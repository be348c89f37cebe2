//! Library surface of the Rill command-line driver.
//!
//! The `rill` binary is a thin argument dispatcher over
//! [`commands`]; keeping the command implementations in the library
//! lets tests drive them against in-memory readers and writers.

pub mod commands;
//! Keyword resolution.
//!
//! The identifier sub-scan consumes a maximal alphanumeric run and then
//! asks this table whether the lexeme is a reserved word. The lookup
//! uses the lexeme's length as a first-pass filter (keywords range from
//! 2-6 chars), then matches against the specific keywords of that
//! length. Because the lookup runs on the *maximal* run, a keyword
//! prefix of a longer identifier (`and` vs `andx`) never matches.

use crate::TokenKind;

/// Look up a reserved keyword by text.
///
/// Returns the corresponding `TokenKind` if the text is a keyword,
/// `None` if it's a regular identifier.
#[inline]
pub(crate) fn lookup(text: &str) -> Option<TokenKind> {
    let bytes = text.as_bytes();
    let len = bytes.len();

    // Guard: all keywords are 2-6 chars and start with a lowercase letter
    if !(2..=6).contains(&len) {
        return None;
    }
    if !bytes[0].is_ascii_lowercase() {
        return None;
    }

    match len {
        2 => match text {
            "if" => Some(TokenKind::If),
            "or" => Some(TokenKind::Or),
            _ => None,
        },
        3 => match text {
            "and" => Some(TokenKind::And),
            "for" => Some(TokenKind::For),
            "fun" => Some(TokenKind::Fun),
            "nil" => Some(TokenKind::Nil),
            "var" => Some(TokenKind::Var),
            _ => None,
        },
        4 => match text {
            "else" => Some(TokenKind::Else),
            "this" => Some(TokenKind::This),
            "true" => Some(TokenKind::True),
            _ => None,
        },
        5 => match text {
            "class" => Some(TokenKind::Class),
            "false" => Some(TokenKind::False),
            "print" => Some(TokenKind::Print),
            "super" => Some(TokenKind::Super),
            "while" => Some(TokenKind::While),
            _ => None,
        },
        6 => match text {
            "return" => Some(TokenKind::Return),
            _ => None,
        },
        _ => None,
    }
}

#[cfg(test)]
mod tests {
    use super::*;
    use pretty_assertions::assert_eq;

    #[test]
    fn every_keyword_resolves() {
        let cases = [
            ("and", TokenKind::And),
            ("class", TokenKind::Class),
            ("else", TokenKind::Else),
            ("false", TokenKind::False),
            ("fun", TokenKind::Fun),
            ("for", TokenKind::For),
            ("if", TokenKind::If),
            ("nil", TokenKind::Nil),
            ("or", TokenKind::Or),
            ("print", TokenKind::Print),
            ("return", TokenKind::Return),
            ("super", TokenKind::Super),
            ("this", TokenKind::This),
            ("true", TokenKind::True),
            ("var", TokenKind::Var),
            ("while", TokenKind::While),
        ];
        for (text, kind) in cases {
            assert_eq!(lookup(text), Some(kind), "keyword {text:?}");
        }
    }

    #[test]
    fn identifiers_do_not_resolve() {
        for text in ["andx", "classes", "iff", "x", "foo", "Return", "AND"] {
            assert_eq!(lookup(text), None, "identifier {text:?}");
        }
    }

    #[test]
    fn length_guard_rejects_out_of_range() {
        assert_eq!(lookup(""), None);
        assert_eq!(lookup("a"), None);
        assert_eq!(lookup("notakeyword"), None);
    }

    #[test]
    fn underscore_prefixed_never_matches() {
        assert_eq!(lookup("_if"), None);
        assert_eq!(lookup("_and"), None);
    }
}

::::::::

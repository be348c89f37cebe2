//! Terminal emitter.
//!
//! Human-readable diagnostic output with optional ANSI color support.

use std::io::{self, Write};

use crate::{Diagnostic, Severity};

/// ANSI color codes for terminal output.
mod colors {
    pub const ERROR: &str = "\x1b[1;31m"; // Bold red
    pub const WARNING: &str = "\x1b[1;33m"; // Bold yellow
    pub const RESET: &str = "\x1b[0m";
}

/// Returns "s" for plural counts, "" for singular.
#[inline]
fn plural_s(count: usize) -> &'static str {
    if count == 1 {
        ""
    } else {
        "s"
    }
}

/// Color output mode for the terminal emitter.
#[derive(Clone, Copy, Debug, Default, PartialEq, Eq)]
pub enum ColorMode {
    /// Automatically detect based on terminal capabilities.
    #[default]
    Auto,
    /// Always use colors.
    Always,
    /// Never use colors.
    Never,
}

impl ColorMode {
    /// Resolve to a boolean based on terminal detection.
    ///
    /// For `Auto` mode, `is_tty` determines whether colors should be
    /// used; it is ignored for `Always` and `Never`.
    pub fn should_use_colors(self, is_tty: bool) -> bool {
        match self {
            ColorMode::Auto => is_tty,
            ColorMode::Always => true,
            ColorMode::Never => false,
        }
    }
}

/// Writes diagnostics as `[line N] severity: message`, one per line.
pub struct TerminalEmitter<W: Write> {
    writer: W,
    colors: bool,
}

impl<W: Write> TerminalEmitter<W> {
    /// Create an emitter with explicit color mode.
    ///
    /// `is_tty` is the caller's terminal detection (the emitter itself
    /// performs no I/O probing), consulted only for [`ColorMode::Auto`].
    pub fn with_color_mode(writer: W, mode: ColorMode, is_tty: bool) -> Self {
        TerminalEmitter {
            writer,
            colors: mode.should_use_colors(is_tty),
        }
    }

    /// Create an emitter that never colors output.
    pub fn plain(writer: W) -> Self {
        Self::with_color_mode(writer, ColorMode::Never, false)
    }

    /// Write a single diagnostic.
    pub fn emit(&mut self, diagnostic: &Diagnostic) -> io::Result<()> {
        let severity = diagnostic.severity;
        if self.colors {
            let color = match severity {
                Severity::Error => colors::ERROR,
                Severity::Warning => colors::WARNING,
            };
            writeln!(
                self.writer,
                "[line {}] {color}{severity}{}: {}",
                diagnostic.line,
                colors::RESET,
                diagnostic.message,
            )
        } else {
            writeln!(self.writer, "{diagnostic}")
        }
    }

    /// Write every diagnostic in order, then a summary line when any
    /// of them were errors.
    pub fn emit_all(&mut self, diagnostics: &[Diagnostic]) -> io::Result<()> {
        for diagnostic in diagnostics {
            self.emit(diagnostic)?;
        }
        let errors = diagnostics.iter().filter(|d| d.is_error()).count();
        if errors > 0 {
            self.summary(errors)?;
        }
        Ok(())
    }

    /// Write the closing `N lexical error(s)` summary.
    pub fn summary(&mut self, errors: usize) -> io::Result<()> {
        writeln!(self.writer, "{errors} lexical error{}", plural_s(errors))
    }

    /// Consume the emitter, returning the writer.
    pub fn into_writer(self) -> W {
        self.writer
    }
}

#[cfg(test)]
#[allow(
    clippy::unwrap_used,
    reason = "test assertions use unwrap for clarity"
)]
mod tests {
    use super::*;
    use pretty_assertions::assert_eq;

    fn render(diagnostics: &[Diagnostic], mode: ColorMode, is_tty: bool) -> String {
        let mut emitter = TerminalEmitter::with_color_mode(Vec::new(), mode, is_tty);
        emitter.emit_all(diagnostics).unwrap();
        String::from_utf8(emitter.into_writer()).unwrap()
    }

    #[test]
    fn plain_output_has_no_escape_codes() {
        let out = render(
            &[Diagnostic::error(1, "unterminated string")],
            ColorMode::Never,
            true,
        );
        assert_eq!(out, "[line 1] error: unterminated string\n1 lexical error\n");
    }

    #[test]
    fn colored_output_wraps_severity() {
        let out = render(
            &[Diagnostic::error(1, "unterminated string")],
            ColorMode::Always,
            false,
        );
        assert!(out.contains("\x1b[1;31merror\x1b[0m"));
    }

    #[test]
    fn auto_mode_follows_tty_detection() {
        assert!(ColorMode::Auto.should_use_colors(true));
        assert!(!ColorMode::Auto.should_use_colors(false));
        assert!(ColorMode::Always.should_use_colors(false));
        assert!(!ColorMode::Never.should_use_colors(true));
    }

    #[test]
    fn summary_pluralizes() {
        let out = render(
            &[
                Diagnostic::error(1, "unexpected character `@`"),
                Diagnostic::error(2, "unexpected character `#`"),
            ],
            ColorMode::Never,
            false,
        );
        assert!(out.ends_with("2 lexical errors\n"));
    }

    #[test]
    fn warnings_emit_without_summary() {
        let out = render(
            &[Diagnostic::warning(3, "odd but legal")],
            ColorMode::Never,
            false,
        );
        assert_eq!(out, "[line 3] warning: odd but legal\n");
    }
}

::::::::

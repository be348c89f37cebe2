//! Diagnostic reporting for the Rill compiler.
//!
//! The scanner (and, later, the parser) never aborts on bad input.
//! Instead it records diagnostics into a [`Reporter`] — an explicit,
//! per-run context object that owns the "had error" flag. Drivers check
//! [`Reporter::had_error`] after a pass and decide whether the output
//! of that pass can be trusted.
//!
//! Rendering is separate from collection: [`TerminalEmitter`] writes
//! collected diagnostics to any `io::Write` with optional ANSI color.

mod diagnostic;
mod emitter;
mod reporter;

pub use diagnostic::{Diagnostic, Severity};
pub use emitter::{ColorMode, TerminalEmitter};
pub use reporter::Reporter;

::::::::

### Work required
The required answer is the run of lines above, starting at the line with "optional ANSI color." and ending at the line with "pub use reporter::Reporter;", reproduced exactly with both ends.

### Answer space
//! collected diagnostics to any `io::Write` with optional ANSI color.

mod diagnostic;
mod emitter;
mod reporter;

pub use diagnostic::{Diagnostic, Severity};
pub use emitter::{ColorMode, TerminalEmitter};
pub use reporter::Reporter;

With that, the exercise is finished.